● Task directions: Among the entries below, find every line that contains the string "await", then copy it.
**** Exercise material ****
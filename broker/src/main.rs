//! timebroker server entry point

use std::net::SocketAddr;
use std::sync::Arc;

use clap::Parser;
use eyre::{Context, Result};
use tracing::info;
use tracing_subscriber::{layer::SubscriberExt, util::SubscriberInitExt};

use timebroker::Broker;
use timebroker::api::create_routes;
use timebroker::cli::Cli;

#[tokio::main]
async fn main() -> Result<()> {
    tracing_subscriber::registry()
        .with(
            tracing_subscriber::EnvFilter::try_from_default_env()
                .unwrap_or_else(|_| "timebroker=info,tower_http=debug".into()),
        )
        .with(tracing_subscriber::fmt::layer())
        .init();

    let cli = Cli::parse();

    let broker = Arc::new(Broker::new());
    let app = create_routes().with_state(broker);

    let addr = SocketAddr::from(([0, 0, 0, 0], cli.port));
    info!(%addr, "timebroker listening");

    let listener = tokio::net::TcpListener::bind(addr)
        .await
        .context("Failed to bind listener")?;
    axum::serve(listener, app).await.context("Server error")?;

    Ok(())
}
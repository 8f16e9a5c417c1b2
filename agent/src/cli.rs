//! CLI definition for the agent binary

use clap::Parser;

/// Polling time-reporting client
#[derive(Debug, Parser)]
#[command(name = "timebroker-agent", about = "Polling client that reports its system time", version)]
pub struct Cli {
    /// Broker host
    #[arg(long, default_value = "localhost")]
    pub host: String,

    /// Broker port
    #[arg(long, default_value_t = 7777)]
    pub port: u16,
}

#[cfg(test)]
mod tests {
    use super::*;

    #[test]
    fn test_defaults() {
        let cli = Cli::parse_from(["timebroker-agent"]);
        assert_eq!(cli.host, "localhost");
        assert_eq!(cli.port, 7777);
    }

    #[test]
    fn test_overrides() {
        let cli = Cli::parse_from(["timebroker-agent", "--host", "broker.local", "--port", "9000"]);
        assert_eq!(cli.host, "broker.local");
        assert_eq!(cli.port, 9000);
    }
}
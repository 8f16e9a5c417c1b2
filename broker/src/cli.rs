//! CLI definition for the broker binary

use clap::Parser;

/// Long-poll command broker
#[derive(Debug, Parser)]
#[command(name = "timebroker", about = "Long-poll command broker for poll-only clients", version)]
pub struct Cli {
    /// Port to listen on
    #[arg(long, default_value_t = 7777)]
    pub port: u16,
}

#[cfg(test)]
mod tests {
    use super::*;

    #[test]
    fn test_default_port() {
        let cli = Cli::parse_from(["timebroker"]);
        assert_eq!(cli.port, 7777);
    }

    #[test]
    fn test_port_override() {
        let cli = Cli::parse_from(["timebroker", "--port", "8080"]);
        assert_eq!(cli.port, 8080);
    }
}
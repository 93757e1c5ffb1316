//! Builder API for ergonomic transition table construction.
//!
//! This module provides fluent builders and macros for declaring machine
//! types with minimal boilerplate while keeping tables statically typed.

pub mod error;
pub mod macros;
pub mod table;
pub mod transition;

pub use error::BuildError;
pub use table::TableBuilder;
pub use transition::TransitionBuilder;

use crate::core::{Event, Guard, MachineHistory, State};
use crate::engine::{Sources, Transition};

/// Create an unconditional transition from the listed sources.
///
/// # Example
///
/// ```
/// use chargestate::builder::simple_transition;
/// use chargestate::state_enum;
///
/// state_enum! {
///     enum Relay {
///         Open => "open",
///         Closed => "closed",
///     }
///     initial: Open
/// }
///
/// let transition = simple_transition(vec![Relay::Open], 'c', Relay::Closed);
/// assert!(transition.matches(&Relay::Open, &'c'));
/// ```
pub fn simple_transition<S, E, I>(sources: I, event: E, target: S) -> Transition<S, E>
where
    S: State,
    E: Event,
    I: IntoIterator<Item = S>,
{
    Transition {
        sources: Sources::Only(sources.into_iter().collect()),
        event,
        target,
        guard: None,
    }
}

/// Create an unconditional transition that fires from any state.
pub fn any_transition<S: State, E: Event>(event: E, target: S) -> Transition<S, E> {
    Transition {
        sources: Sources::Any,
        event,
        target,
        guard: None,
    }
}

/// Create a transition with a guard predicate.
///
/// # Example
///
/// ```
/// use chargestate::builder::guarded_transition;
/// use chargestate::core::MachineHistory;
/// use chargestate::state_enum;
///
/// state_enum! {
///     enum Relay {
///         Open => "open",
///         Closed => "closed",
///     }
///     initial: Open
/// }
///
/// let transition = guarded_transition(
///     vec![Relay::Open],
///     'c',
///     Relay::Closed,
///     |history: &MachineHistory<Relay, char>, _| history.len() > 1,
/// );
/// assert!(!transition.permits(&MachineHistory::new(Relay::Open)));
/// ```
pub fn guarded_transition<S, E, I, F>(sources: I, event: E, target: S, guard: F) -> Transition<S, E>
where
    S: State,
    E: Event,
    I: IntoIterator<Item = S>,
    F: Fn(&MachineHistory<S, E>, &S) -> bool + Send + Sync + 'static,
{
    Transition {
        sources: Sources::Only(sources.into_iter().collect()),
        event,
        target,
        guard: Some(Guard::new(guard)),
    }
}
****
● Result:
        .await
    axum::serve(listener, app).await.context("Server error")?;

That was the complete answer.